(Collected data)
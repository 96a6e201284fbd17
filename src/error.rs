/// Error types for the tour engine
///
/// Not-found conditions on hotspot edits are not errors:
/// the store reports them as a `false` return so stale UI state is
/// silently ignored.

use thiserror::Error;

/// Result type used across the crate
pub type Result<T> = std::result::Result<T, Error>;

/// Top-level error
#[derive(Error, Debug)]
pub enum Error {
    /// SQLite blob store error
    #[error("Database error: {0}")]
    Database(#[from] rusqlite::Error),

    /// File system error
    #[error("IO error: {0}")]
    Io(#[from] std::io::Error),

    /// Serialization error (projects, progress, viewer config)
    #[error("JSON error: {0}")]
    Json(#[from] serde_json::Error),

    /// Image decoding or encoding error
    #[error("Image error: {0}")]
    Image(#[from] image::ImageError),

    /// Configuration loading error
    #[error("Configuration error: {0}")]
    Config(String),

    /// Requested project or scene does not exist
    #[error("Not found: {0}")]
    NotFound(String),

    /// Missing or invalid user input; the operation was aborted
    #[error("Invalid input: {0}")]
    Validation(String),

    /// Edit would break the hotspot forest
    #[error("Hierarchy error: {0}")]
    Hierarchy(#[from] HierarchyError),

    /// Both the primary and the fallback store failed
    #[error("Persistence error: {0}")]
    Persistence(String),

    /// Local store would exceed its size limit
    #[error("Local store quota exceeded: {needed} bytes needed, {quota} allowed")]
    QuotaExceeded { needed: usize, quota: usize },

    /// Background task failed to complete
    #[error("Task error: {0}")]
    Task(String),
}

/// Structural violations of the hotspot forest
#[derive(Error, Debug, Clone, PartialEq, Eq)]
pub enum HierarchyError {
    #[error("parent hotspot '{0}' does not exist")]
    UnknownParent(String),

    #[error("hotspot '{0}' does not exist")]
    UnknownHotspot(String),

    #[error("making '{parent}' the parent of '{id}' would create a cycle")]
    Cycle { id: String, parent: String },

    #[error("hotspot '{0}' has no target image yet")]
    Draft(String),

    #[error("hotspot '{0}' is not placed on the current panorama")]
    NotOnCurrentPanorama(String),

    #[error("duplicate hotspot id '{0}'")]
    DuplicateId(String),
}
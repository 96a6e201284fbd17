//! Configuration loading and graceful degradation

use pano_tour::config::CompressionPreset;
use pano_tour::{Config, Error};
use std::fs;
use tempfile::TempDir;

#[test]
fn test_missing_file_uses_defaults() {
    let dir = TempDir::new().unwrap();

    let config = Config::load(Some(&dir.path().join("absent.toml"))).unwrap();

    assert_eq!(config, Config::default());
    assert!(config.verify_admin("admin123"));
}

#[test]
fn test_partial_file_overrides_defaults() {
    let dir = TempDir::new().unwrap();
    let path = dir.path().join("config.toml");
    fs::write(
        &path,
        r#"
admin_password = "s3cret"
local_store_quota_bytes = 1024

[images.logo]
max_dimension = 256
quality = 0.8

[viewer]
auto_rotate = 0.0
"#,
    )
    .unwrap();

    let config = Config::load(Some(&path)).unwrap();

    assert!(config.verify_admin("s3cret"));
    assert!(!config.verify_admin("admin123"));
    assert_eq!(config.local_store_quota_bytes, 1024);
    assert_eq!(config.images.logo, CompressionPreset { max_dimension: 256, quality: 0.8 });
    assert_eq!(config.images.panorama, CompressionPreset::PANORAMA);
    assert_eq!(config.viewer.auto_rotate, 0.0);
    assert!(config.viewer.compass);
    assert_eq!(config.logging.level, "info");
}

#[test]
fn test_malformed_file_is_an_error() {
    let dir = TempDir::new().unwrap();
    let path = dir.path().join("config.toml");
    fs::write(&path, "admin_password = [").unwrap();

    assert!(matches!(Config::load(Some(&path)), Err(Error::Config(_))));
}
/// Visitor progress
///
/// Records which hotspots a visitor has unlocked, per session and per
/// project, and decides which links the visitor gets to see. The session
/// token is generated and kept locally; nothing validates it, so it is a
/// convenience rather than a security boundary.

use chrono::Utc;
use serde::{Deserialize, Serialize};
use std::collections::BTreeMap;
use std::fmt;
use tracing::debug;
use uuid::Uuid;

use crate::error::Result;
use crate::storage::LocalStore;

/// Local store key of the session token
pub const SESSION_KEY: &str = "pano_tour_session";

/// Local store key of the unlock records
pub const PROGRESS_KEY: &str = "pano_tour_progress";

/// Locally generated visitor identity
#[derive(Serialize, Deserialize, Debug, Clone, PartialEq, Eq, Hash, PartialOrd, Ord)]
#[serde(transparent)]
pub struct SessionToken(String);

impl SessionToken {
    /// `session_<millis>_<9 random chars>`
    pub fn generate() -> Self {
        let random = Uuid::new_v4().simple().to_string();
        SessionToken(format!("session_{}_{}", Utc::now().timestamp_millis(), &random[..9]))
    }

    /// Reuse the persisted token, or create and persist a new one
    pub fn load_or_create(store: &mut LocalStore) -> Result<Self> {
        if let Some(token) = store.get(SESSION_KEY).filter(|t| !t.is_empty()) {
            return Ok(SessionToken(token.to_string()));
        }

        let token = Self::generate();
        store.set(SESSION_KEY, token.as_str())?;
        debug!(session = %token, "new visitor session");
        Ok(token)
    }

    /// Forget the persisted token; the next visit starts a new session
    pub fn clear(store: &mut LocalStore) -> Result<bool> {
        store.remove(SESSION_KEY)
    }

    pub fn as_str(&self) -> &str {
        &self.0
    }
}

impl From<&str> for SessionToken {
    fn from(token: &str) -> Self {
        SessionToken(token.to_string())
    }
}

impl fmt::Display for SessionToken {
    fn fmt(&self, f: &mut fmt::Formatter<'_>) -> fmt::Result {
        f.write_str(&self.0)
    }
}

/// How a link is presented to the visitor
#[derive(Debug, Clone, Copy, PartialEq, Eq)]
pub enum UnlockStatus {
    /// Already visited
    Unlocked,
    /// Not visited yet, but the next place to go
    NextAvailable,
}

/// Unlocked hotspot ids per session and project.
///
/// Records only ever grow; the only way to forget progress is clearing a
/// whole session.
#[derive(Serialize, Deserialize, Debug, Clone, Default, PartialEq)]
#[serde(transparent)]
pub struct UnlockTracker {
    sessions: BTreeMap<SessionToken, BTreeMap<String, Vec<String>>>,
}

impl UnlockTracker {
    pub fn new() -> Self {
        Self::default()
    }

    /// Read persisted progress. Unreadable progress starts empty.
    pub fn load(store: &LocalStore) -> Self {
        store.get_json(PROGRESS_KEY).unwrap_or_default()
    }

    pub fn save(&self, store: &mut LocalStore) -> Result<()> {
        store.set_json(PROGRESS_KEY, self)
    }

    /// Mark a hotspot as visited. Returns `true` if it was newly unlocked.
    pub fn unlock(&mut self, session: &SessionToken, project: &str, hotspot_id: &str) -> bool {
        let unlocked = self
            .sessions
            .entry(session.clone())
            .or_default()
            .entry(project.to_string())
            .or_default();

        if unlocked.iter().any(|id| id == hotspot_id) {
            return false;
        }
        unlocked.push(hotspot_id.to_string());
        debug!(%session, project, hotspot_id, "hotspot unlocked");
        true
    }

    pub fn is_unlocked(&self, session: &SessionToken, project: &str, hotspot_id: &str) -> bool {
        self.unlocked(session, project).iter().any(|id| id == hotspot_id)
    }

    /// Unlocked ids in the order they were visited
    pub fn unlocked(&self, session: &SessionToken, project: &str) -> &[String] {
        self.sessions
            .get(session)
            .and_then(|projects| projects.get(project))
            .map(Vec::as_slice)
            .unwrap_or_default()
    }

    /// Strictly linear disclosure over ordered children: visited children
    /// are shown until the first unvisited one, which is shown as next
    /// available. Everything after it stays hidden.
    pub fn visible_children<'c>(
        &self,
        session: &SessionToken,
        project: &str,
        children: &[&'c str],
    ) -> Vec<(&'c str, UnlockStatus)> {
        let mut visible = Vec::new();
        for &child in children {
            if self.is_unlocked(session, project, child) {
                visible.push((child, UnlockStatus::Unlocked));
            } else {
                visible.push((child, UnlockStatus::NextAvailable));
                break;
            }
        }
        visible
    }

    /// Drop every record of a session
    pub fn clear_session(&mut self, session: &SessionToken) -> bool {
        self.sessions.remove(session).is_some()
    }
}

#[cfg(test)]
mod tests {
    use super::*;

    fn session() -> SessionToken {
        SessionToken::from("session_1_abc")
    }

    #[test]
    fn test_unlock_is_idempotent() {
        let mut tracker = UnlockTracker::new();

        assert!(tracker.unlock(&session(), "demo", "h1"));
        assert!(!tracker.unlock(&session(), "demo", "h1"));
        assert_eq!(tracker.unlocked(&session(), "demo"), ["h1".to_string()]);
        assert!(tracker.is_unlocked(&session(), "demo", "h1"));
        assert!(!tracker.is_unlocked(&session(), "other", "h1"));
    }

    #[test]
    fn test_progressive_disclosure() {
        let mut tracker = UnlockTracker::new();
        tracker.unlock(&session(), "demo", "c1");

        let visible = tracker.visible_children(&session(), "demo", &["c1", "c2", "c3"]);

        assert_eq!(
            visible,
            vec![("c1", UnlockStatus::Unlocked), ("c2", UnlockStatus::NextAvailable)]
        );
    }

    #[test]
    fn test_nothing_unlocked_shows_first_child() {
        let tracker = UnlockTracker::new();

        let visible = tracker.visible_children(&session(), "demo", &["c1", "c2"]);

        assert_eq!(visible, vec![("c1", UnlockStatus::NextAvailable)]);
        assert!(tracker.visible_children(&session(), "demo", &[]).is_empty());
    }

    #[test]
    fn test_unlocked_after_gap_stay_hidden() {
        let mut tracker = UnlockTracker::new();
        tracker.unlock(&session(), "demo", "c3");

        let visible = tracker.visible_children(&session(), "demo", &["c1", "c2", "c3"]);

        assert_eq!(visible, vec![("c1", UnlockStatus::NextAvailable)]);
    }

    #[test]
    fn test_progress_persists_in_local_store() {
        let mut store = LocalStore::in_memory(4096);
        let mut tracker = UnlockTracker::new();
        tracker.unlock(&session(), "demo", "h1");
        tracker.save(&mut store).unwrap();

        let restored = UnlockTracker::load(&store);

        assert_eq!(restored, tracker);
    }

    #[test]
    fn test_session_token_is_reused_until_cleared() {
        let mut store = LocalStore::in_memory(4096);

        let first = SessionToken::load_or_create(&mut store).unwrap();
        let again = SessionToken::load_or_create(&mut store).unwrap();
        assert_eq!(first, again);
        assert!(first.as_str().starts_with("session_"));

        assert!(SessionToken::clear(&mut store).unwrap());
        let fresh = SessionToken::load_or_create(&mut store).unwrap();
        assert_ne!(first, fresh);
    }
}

* * *

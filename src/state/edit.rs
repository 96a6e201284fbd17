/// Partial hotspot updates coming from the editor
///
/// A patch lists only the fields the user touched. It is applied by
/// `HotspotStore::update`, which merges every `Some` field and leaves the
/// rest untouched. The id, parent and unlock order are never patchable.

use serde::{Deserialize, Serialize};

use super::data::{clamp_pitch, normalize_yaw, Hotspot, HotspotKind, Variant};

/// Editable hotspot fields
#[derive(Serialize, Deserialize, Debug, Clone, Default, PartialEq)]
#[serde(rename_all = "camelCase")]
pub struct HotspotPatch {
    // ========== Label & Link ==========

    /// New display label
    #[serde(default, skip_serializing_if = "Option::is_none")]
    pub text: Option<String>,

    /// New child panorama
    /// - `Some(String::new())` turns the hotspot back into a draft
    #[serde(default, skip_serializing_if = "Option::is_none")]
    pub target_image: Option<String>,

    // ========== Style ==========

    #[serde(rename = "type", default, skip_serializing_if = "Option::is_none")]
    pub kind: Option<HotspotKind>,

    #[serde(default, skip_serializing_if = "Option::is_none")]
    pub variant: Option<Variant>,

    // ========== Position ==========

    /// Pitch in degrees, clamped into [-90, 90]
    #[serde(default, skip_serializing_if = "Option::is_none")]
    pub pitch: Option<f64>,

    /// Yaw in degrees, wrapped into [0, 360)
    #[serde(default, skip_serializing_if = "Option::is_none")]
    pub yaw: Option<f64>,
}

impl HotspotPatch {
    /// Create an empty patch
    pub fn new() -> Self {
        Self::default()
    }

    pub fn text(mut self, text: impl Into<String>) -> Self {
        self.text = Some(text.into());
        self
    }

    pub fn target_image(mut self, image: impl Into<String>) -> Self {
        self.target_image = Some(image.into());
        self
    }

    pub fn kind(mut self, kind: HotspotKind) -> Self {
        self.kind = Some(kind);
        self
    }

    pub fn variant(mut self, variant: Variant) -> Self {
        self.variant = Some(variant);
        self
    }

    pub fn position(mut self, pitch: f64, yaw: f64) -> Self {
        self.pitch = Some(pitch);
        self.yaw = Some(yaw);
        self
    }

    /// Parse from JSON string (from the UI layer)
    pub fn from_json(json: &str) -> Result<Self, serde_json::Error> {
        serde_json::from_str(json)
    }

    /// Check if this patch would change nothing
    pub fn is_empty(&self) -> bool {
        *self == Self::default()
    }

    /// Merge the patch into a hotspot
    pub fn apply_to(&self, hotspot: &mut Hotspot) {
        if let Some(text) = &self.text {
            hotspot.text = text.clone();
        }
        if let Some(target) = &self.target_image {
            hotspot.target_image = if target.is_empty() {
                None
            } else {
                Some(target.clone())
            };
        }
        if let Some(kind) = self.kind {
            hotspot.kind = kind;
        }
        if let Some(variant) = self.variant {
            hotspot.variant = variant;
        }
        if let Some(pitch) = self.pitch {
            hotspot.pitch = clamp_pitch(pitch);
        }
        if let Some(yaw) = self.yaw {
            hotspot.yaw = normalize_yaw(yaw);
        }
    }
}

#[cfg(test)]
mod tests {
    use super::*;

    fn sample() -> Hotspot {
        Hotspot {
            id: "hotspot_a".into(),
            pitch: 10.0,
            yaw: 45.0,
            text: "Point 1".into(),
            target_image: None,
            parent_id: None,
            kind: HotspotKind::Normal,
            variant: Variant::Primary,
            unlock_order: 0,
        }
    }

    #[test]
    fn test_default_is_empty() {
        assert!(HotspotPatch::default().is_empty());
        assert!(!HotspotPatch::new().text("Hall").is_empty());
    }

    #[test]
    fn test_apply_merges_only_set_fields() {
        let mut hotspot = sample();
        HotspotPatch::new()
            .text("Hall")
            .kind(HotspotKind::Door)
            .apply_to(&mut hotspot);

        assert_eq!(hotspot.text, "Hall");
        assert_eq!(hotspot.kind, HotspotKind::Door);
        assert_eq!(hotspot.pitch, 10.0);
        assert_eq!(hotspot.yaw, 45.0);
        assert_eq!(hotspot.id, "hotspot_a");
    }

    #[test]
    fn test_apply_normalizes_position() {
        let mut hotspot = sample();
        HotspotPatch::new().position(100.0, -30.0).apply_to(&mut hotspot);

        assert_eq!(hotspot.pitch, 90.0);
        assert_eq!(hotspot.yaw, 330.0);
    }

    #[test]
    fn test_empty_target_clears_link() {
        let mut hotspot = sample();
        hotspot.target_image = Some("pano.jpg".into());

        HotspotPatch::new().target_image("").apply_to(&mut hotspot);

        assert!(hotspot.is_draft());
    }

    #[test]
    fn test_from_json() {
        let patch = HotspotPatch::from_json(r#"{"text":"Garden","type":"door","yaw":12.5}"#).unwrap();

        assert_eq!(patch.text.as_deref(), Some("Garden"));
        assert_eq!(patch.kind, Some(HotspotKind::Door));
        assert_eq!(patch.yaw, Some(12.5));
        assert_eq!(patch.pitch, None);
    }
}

--

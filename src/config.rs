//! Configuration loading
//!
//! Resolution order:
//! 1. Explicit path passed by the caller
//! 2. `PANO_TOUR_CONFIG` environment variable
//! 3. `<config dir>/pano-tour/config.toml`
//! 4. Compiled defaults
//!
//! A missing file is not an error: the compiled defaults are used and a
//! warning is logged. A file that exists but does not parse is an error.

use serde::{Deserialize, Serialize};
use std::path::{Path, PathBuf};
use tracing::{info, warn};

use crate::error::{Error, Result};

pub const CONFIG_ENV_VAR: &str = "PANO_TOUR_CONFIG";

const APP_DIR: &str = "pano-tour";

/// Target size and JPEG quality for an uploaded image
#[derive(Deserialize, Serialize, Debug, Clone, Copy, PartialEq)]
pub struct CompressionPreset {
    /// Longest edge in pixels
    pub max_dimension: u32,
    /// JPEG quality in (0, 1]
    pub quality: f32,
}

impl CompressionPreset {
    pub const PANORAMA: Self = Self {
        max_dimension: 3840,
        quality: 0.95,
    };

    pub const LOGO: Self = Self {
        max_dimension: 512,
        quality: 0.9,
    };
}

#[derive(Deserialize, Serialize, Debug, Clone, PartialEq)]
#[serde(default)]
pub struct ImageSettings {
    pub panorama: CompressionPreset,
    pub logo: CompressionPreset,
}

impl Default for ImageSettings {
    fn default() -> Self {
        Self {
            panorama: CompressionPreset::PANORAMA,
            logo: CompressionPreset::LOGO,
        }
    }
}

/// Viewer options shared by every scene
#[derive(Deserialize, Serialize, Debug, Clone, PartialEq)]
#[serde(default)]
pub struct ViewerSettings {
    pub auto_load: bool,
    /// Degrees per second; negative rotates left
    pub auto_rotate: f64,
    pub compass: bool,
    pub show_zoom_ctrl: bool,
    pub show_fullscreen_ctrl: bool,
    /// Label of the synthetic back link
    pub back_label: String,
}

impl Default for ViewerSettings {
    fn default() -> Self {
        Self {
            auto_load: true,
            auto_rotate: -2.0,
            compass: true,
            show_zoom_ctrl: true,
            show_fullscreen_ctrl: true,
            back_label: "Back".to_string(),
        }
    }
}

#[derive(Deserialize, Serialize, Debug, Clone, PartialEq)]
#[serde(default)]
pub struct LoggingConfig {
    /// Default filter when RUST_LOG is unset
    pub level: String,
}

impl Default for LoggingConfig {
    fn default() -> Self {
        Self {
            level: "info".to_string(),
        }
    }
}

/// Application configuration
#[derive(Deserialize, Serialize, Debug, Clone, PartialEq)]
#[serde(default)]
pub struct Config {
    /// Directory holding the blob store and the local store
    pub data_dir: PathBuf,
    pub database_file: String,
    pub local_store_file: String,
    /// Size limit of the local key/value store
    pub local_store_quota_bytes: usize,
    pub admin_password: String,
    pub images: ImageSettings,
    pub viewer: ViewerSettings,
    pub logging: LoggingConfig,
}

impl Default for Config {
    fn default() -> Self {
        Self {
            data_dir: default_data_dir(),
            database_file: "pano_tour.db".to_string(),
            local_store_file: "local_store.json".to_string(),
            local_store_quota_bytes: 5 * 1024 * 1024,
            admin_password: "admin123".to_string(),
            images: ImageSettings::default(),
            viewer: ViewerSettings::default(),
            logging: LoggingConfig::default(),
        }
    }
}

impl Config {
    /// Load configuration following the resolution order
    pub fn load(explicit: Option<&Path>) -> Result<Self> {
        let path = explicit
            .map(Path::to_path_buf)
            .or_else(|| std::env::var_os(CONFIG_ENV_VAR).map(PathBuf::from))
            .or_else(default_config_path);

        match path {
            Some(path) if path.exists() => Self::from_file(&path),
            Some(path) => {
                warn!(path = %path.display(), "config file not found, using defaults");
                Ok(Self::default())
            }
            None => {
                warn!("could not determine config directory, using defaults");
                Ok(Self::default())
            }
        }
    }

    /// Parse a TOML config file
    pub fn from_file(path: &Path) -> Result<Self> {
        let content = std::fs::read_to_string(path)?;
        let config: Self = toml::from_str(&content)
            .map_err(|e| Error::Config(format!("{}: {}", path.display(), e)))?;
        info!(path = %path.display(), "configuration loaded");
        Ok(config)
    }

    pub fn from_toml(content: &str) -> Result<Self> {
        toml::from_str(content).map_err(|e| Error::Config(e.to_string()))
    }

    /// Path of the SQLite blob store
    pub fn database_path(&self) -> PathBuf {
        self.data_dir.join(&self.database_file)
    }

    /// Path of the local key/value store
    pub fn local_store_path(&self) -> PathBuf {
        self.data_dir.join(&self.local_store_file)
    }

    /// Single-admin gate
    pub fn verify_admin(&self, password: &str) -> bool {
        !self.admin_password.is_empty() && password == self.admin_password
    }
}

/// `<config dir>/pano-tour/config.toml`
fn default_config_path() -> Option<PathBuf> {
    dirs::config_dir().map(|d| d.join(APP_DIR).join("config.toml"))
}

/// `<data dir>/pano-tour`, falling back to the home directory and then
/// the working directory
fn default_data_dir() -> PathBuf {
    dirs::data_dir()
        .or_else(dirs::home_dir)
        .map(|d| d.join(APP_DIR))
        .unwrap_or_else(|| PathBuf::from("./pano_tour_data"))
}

◆ PROBLEM DESCRIPTION
How many of the lines above include "sessions"? Only the number should be given.

◆ RESPONSE AREA
4